[Data extract — start]

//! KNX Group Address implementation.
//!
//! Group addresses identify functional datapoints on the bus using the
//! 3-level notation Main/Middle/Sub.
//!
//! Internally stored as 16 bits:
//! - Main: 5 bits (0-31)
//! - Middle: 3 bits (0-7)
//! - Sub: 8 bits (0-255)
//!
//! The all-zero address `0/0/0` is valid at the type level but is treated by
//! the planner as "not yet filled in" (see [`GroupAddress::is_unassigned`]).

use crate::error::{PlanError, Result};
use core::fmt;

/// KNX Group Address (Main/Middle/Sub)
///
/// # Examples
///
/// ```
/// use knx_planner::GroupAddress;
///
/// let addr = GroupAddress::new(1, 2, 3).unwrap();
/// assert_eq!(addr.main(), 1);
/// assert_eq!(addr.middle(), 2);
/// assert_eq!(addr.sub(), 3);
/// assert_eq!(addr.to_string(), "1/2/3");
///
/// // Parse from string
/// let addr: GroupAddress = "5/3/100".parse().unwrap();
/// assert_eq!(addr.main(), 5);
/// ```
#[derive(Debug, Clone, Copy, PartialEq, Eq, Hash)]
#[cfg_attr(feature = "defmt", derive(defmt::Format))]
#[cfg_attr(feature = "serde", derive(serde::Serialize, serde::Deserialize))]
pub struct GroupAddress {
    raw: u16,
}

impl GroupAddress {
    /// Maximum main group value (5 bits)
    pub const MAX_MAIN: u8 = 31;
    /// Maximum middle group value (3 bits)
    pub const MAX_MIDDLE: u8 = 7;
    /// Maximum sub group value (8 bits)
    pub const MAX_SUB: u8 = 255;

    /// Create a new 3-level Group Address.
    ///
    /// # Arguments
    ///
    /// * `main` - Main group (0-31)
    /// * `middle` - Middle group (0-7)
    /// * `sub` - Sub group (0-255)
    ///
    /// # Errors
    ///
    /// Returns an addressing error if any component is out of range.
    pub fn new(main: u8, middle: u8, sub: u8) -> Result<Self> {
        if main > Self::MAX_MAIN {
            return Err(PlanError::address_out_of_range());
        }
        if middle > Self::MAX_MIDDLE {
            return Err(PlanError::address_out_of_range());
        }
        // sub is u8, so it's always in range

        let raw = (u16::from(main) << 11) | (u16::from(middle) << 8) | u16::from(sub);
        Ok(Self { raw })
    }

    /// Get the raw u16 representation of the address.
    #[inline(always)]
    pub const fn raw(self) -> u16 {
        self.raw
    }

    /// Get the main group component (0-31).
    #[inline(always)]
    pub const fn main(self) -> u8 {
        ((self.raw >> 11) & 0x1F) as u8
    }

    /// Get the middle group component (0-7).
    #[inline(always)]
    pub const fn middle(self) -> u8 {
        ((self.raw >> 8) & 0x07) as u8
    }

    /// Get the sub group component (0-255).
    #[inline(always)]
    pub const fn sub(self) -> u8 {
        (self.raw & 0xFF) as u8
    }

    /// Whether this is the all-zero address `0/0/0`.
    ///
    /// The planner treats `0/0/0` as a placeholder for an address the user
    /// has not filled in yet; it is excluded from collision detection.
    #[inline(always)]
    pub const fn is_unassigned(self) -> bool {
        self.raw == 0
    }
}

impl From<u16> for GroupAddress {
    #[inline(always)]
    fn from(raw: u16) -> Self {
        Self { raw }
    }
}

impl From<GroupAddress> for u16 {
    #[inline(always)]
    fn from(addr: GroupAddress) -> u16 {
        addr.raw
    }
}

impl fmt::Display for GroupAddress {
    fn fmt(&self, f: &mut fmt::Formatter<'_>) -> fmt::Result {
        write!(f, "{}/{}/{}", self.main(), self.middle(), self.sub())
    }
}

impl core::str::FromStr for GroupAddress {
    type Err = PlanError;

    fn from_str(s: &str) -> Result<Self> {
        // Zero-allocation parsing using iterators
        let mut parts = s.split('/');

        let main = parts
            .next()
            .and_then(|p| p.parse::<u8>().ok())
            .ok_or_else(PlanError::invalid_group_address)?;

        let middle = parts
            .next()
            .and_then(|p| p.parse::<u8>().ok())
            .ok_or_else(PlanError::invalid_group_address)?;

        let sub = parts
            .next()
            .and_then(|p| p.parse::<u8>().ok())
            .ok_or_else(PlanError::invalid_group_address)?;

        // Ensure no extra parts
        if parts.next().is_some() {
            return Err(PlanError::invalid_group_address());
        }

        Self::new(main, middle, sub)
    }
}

[Data extract — finish]
[Data extract — start]

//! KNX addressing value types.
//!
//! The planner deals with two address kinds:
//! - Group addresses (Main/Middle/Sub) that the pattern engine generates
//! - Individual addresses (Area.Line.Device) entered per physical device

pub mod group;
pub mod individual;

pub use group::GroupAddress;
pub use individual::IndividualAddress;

[Data extract — finish]
[Data extract — start]

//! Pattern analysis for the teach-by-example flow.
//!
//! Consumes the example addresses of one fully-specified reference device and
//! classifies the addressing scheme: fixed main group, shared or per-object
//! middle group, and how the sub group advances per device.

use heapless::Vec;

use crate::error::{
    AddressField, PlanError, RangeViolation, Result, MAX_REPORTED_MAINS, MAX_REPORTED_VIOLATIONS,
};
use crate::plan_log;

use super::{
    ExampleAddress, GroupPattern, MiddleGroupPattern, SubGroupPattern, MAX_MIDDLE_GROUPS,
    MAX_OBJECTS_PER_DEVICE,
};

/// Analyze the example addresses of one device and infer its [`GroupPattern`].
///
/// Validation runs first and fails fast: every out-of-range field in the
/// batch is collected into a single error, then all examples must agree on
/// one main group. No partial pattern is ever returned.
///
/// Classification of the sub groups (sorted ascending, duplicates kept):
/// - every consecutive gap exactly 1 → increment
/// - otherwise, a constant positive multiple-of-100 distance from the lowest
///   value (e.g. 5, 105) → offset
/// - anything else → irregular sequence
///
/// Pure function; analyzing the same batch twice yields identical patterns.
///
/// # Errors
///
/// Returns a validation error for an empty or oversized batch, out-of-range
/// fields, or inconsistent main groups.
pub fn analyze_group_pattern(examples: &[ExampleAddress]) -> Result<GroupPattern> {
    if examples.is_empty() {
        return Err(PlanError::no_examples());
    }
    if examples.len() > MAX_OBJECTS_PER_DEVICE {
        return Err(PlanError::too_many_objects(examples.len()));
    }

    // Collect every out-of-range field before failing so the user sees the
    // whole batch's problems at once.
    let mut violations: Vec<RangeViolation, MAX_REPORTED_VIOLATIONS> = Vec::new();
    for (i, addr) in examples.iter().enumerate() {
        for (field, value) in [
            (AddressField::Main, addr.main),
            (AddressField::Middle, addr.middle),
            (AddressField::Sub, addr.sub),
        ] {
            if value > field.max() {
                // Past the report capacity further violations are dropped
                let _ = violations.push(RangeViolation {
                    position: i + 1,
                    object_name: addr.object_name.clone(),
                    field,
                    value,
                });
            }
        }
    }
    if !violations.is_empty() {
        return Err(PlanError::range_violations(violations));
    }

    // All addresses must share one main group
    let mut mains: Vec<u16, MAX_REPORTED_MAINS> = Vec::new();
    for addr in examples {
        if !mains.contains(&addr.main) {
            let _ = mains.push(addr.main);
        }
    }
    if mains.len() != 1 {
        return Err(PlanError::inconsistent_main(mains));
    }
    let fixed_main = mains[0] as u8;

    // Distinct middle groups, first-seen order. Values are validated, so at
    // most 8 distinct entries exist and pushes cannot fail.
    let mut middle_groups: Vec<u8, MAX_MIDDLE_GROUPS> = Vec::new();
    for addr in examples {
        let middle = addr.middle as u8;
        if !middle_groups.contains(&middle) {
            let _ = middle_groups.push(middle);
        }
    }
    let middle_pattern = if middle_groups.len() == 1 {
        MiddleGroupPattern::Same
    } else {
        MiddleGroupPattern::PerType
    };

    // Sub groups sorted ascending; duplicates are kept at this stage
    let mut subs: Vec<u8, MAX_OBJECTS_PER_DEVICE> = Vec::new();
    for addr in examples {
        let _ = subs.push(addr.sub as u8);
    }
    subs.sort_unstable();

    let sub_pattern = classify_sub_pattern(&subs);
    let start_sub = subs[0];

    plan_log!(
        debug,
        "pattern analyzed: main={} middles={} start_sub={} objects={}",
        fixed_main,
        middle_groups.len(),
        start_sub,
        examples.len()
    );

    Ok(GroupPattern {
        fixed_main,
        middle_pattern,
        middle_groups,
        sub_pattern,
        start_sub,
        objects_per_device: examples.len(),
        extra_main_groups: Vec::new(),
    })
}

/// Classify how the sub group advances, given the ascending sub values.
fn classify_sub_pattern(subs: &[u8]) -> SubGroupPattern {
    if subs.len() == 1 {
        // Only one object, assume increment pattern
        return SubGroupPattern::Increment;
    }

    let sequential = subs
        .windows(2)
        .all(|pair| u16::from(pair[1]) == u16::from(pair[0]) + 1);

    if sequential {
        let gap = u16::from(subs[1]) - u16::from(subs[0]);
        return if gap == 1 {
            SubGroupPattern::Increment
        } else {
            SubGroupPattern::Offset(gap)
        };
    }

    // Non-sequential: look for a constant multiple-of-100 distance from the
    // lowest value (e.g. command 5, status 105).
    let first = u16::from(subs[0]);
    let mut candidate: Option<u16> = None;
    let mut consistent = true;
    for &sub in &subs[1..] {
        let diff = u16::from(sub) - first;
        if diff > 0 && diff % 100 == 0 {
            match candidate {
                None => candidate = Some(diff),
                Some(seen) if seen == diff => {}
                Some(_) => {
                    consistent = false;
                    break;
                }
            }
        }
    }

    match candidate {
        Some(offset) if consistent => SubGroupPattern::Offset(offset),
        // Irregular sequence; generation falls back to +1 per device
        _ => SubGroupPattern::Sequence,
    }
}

[Data extract — finish]

Exercise goal: Above are the records; from them, give again exactly the lines from the one containing "Group Address implementation." through the one containing "pub const fn main(self)", both included.

Exercise response:
//! KNX Group Address implementation.
//!
//! Group addresses identify functional datapoints on the bus using the
//! 3-level notation Main/Middle/Sub.
//!
//! Internally stored as 16 bits:
//! - Main: 5 bits (0-31)
//! - Middle: 3 bits (0-7)
//! - Sub: 8 bits (0-255)
//!
//! The all-zero address `0/0/0` is valid at the type level but is treated by
//! the planner as "not yet filled in" (see [`GroupAddress::is_unassigned`]).

use crate::error::{PlanError, Result};
use core::fmt;

/// KNX Group Address (Main/Middle/Sub)
///
/// # Examples
///
/// ```
/// use knx_planner::GroupAddress;
///
/// let addr = GroupAddress::new(1, 2, 3).unwrap();
/// assert_eq!(addr.main(), 1);
/// assert_eq!(addr.middle(), 2);
/// assert_eq!(addr.sub(), 3);
/// assert_eq!(addr.to_string(), "1/2/3");
///
/// // Parse from string
/// let addr: GroupAddress = "5/3/100".parse().unwrap();
/// assert_eq!(addr.main(), 5);
/// ```
#[derive(Debug, Clone, Copy, PartialEq, Eq, Hash)]
#[cfg_attr(feature = "defmt", derive(defmt::Format))]
#[cfg_attr(feature = "serde", derive(serde::Serialize, serde::Deserialize))]
pub struct GroupAddress {
    raw: u16,
}

impl GroupAddress {
    /// Maximum main group value (5 bits)
    pub const MAX_MAIN: u8 = 31;
    /// Maximum middle group value (3 bits)
    pub const MAX_MIDDLE: u8 = 7;
    /// Maximum sub group value (8 bits)
    pub const MAX_SUB: u8 = 255;

    /// Create a new 3-level Group Address.
    ///
    /// # Arguments
    ///
    /// * `main` - Main group (0-31)
    /// * `middle` - Middle group (0-7)
    /// * `sub` - Sub group (0-255)
    ///
    /// # Errors
    ///
    /// Returns an addressing error if any component is out of range.
    pub fn new(main: u8, middle: u8, sub: u8) -> Result<Self> {
        if main > Self::MAX_MAIN {
            return Err(PlanError::address_out_of_range());
        }
        if middle > Self::MAX_MIDDLE {
            return Err(PlanError::address_out_of_range());
        }
        // sub is u8, so it's always in range

        let raw = (u16::from(main) << 11) | (u16::from(middle) << 8) | u16::from(sub);
        Ok(Self { raw })
    }

    /// Get the raw u16 representation of the address.
    #[inline(always)]
    pub const fn raw(self) -> u16 {
        self.raw
    }

    /// Get the main group component (0-31).
    #[inline(always)]
    pub const fn main(self) -> u8 {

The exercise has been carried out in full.